WORK TO BE COMPLETED:
Starting at the top of the entries below, set down every line exactly, please, until you reach the line with "pub struct EmergeConfig", which is included too.

———

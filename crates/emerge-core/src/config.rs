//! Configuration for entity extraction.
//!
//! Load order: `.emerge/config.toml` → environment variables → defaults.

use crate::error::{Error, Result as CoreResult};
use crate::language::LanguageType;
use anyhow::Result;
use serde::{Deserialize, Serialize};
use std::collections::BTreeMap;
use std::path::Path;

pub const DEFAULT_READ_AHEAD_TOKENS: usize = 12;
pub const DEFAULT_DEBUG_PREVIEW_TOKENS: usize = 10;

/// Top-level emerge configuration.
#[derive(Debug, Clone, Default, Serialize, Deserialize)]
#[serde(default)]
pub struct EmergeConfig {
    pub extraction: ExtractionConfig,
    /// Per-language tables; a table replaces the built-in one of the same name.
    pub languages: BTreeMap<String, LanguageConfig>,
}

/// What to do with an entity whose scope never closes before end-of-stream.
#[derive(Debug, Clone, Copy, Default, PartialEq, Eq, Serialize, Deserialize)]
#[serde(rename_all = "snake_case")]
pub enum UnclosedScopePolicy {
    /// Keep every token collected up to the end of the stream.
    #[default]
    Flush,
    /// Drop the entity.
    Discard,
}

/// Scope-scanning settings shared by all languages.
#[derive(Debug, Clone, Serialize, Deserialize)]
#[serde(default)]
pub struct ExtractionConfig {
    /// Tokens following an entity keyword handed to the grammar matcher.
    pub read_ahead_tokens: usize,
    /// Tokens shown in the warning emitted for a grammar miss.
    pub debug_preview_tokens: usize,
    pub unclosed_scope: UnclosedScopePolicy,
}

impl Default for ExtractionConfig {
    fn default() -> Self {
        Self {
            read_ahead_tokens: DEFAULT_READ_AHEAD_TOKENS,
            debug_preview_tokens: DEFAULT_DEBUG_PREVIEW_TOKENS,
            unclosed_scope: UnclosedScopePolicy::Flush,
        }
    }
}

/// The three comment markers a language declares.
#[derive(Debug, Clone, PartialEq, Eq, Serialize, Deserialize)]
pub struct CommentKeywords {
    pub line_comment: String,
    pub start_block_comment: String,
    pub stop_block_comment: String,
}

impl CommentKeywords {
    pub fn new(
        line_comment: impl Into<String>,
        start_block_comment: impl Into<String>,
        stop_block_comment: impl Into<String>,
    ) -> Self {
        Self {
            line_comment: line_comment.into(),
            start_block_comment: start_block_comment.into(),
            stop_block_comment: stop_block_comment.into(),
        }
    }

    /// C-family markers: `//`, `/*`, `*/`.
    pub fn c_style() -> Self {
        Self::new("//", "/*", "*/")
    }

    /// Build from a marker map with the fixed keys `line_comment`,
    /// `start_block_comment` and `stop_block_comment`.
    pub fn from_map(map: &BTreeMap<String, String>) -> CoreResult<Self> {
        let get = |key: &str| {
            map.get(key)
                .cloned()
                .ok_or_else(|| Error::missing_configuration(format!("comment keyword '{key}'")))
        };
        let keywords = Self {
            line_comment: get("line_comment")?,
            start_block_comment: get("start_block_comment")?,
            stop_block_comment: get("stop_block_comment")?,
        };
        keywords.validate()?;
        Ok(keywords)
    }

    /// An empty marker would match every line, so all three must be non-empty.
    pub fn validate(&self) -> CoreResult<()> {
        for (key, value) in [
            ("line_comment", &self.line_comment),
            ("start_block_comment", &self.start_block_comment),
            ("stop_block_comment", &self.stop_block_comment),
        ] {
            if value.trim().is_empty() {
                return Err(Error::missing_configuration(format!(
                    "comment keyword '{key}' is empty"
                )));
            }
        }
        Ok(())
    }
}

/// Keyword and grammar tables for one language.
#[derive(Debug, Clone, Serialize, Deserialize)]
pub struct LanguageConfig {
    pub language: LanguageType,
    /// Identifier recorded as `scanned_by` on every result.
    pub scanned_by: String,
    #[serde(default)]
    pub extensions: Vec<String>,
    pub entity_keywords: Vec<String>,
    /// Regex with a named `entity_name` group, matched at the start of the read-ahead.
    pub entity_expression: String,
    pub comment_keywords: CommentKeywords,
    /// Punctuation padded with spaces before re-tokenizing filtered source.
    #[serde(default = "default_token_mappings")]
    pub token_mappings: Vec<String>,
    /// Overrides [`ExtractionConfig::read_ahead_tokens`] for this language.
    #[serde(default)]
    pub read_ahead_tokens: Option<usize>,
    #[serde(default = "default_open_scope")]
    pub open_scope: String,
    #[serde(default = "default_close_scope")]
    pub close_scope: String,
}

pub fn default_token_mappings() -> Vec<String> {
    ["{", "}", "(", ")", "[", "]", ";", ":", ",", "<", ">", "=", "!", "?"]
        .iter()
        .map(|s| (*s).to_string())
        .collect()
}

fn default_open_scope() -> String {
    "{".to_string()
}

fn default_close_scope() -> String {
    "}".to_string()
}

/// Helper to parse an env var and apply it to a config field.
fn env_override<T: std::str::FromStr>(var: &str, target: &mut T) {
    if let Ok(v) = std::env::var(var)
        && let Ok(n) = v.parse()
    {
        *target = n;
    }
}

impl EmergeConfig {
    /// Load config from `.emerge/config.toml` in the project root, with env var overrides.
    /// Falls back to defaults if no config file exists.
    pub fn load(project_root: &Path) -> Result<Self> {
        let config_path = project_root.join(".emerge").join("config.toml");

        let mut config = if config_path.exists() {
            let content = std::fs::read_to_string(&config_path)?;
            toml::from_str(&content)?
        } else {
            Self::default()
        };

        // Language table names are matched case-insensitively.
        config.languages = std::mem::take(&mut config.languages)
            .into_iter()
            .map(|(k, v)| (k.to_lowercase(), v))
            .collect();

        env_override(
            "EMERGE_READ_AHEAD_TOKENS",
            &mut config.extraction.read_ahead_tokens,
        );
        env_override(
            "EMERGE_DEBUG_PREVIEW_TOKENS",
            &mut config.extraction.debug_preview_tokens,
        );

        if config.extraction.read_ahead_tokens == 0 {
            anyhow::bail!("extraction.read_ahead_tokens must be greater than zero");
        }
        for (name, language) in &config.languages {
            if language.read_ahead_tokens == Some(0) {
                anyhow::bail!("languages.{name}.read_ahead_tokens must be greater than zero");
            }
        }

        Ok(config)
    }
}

———

PROBLEM SOLUTION:
filename crates/emerge-core/src/config.rs
//! Configuration for entity extraction.
//!
//! Load order: `.emerge/config.toml` → environment variables → defaults.

use crate::error::{Error, Result as CoreResult};
use crate::language::LanguageType;
use anyhow::Result;
use serde::{Deserialize, Serialize};
use std::collections::BTreeMap;
use std::path::Path;

pub const DEFAULT_READ_AHEAD_TOKENS: usize = 12;
pub const DEFAULT_DEBUG_PREVIEW_TOKENS: usize = 10;

/// Top-level emerge configuration.
#[derive(Debug, Clone, Default, Serialize, Deserialize)]
#[serde(default)]
pub struct EmergeConfig {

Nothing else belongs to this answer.